Simply this. 2400 powder is a slower burning powder. Therefore 2400 takes time to build up pressure when it ignites and burns for a longer period of time as the bullet travels down the barrel. Therefore it is a good candidate for a 'magnum' (high speed) load as the pressure is 'distributed' as it pushes the bullet down the bore. Slow powers are 'bad' for light/medium loads as the powder will not function as well at lower pressures and you get a lot of unburnt powder and/or erratic velocities (not good for accuracy).... Faster burning powders like Unique are great for light to medium loads as the build pressure 'quickly' or 'spike'. If you try to use these powders for 'magnum' loads, they 'over pressure' as you the pressure is built 'all at once' (A sharper spike in pressure) to get the bullet moving to higher velocities. That's it in a nutshell of why you pick one over the other. That's why you will see H-110, 2400, 4227, AA#9 used for high pressure (high velocity) loads. Unique, Red Dot, Trail Boss, Green Dot for lower velocity loads.
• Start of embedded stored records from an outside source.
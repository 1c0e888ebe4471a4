use std::env;
use std::fs;
use std::process;

use sparse_ops::algorithm::{Operation, add, multiply, subtract, transpose};
use sparse_ops::algorithm::error::OperationError;
use sparse_ops::data::linear_algebra::Dimensions;
use sparse_ops::data::linear_algebra::matrix::SparseMatrix;
use sparse_ops::io::error::ImportError;
use sparse_ops::io::{export, import};

use super::get_test_file_path;

fn load(name: &str) -> SparseMatrix {
    import(&get_test_file_path(name)).unwrap()
}

#[test]
fn square() {
    let square = load("square");
    let identity = load("identity");
    assert_eq!(identity, SparseMatrix::identity(2));

    let sum = add(&square, &identity).unwrap();
    assert_eq!(sum.triples(), vec![(0, 0, 2), (0, 1, 2), (1, 0, 3), (1, 1, 5)]);

    let difference = subtract(&square, &identity).unwrap();
    assert_eq!(difference.triples(), vec![(0, 1, 2), (1, 0, 3), (1, 1, 3)]);

    assert_eq!(multiply(&square, &identity), Ok(square.clone()));
    assert_eq!(transpose(&transpose(&square)), square);
}

#[test]
fn wide_times_tall() {
    let wide = load("wide");
    let tall = load("tall");
    assert_eq!(wide.dimensions(), Dimensions::new(3, 4));
    assert_eq!(wide.nnz(), 3);

    let product = multiply(&wide, &tall).unwrap();
    assert_eq!(product.dimensions(), Dimensions::new(3, 2));
    assert_eq!(product.triples(), vec![(0, 0, 14), (2, 0, -20), (2, 1, 5)]);

    assert!(matches!(
        multiply(&tall, &tall),
        Err(OperationError::DimensionMismatch { operation: Operation::Multiply, .. }),
    ));
    assert!(add(&wide, &transpose(&tall)).is_err());
}

#[test]
fn export_and_import() {
    let product = Operation::Multiply.apply(&load("wide"), Some(&load("tall"))).unwrap();

    let path = env::temp_dir().join(format!("sparse-ops-product-{}.txt", process::id()));
    export(&product, &path).unwrap();
    let text = fs::read_to_string(&path).unwrap();
    let reimported: SparseMatrix = import(&path).unwrap();
    fs::remove_file(&path).unwrap();

    assert_eq!(text, "rows=3\ncols=2\n(0,0,14)\n(2,0,-20)\n(2,1,5)\n");
    assert_eq!(reimported, product);
}

#[test]
fn malformed() {
    let path = get_test_file_path("malformed");

    match import::<i64>(&path) {
        Err(ImportError::Format { path: error_path, source }) => {
            assert_eq!(error_path, path);
            assert_eq!(source.line_number(), Some(4));
        },
        other => panic!("Expected a format error, got {:?}", other),
    }
}

#[test]
fn duplicate() {
    let result = import::<i64>(&get_test_file_path("duplicate"));

    assert!(matches!(
        result,
        Err(ImportError::Format { source, .. }) if source.line_number() == Some(4)
    ));
}

#[test]
fn missing_file() {
    let result = import::<i64>(&get_test_file_path("does_not_exist"));

    assert!(matches!(result, Err(ImportError::IO { .. })));
}
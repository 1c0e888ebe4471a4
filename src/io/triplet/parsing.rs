//! # Parsing triplet files
//!
//! Checks whether single lines are syntactically correct. Whether triples fit the declared
//! dimensions and don't repeat a coordinate is checked while assembling the matrix.
use std::str::FromStr;

use crate::data::linear_algebra::SparseTriple;
use crate::io::error::{FileLocation, FormatError};
use crate::io::triplet::token::{ASSIGNMENT, SEPARATOR, TRIPLE_END, TRIPLE_START};

/// Split a text into numbered lines, leaving out lines that contain only whitespace.
///
/// # Return value
///
/// Line number, starting at `1`, and line.
pub(super) fn into_lines(text: &str) -> impl Iterator<Item = FileLocation<'_>> {
    text.lines()
        .enumerate()
        .map(|(number, line)| (number as u64 + 1, line))
        .filter(|(_, line)| !line.trim().is_empty())
}

/// Read a header line of the form `key=value`.
///
/// # Arguments
///
/// * `file_location`: The line to parse.
/// * `key`: The key that the header should have.
///
/// # Return value
///
/// The value, a positive integer.
pub(super) fn parse_header(file_location: FileLocation, key: &str) -> Result<usize, FormatError> {
    let (_, line) = file_location;
    let error = |description: String| FormatError::with_file_location(description, file_location);

    let (found_key, value) = line.split_once(ASSIGNMENT)
        .ok_or_else(|| error(format!("Expected a header \"{key}{ASSIGNMENT}<positive integer>\".")))?;
    let (found_key, value) = (found_key.trim(), value.trim());
    if found_key != key {
        return Err(error(format!("Expected header \"{key}\", found \"{found_key}\".")));
    }

    match Some(value).filter(|value| !value.starts_with('+')).map(str::parse::<usize>) {
        Some(Ok(0)) => Err(error(format!("The value of header \"{key}\" should be positive."))),
        Some(Ok(value)) => Ok(value),
        None | Some(Err(_)) => Err(error(format!(
            "Could not read \"{value}\" as the value of header \"{key}\", expected a positive integer.",
        ))),
    }
}

/// Read a line of the form `(row,column,value)`.
///
/// Whitespace is allowed around each of the components and around the parentheses.
pub(super) fn parse_triple<F: FromStr>(file_location: FileLocation) -> Result<SparseTriple<F>, FormatError> {
    let (_, line) = file_location;
    let error = |description: String| FormatError::with_file_location(description, file_location);

    let inner = line.trim()
        .strip_prefix(TRIPLE_START)
        .and_then(|rest| rest.strip_suffix(TRIPLE_END))
        .ok_or_else(|| error(format!(
            "Expected a triple \"{TRIPLE_START}<row>{SEPARATOR}<column>{SEPARATOR}<value>{TRIPLE_END}\".",
        )))?;

    let components = inner.split(SEPARATOR).map(str::trim).collect::<Vec<_>>();
    let &[row, column, value] = components.as_slice() else {
        return Err(error(format!("Expected 3 components in a triple, found {}.", components.len())));
    };

    let row = parse_index(row, "row").map_err(error)?;
    let column = parse_index(column, "column").map_err(error)?;
    let value = parse_value(value).map_err(error)?;

    Ok((row, column, value))
}

// Integer parsing in std accepts a leading '+', the file format doesn't
fn parse_index(text: &str, name: &str) -> Result<usize, String> {
    Some(text)
        .filter(|text| !text.starts_with('+'))
        .and_then(|text| text.parse().ok())
        .ok_or_else(|| format!("Could not read \"{text}\" as a {name} index, expected a non-negative integer."))
}

fn parse_value<F: FromStr>(text: &str) -> Result<F, String> {
    Some(text)
        .filter(|text| !text.starts_with('+'))
        .and_then(|text| text.parse().ok())
        .ok_or_else(|| format!("Could not read \"{text}\" as an integer value."))
}
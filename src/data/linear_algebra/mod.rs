//! # Linear algebra primitives
//!
//! Sparse matrices over exact integers, keyed by coordinate.
use std::fmt;

pub mod matrix;
pub mod traits;

/// A single matrix value together with its row and column index, in that order.
pub type SparseTriple<F> = (usize, usize, F);

/// Location of a value inside a matrix.
///
/// Used as the key of the sparse storage. Ordering is row-major: first by row, then by column.
#[derive(Copy, Clone, Debug, Eq, PartialEq, Ord, PartialOrd, Hash)]
pub struct Coordinate {
    /// Row index, starting at `0`.
    pub row: usize,
    /// Column index, starting at `0`.
    pub column: usize,
}

impl Coordinate {
    /// Create a new coordinate.
    pub fn new(row: usize, column: usize) -> Self {
        Self { row, column }
    }

    /// The coordinate this value moves to when the matrix is transposed.
    #[must_use]
    pub fn transposed(self) -> Self {
        Self { row: self.column, column: self.row }
    }
}

impl fmt::Display for Coordinate {
    fn fmt(&self, f: &mut fmt::Formatter<'_>) -> fmt::Result {
        write!(f, "({}, {})", self.row, self.column)
    }
}

/// Declared shape of a matrix.
#[derive(Copy, Clone, Debug, Eq, PartialEq, Hash)]
pub struct Dimensions {
    /// Number of rows.
    pub rows: usize,
    /// Number of columns.
    pub columns: usize,
}

impl Dimensions {
    /// Create a new shape.
    pub fn new(rows: usize, columns: usize) -> Self {
        Self { rows, columns }
    }

    /// Whether a coordinate lies within this shape.
    pub fn contains(&self, coordinate: Coordinate) -> bool {
        coordinate.row < self.rows && coordinate.column < self.columns
    }
}

impl fmt::Display for Dimensions {
    fn fmt(&self, f: &mut fmt::Formatter<'_>) -> fmt::Result {
        write!(f, "{}x{}", self.rows, self.columns)
    }
}
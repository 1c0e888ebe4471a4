//! # Transposition
use crate::data::linear_algebra::matrix::SparseMatrix;
use crate::data::linear_algebra::traits::Element;

/// Swap the rows and columns of a matrix.
///
/// Coordinates are unique in the input, so they are unique after swapping as well. Zero values
/// are not carried over.
pub fn transpose<F: Element>(matrix: &SparseMatrix<F>) -> SparseMatrix<F> {
    let entries = matrix.iter_nonzero()
        .map(|(coordinate, value)| (coordinate.transposed(), value))
        .collect();

    SparseMatrix::new(entries, matrix.nr_columns(), matrix.nr_rows())
}

#[cfg(test)]
mod test {
    use crate::algorithm::transpose::transpose;
    use crate::data::linear_algebra::Dimensions;
    use crate::data::linear_algebra::matrix::SparseMatrix;

    #[test]
    fn rectangular() {
        let m = SparseMatrix::from_triples(vec![(0, 2, 5), (1, 0, -1)], 2, 3);
        let t = transpose(&m);

        assert_eq!(t.dimensions(), Dimensions::new(3, 2));
        assert_eq!(t.triples(), vec![(0, 1, -1), (2, 0, 5)]);
        assert_eq!(t.get(2, 0), m.get(0, 2));
    }

    #[test]
    fn twice() {
        let m = SparseMatrix::from_triples(vec![(0, 0, 1), (0, 3, 2), (2, 1, -7), (1, 1, 0)], 3, 4);

        assert_eq!(transpose(&transpose(&m)), m);
        assert_eq!(transpose(&SparseMatrix::<i64>::zeros(1, 5)), SparseMatrix::zeros(5, 1));
    }
}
To but it another way (not real numbers here), But to to get 1400fps with Unique it would generate say 80,000psi (blow your cylinder up) whereas with 2400 it would take 40,000psi. Yet 2400 would not be a good candidate to get to 700fps as it wouldn't burn well and get erratic velocities. That is where Unique would step in to be the better powder for this case.

Hope that kind of helps in layman's language why we pick different powders. You pick the one best for what you trying to accomplish.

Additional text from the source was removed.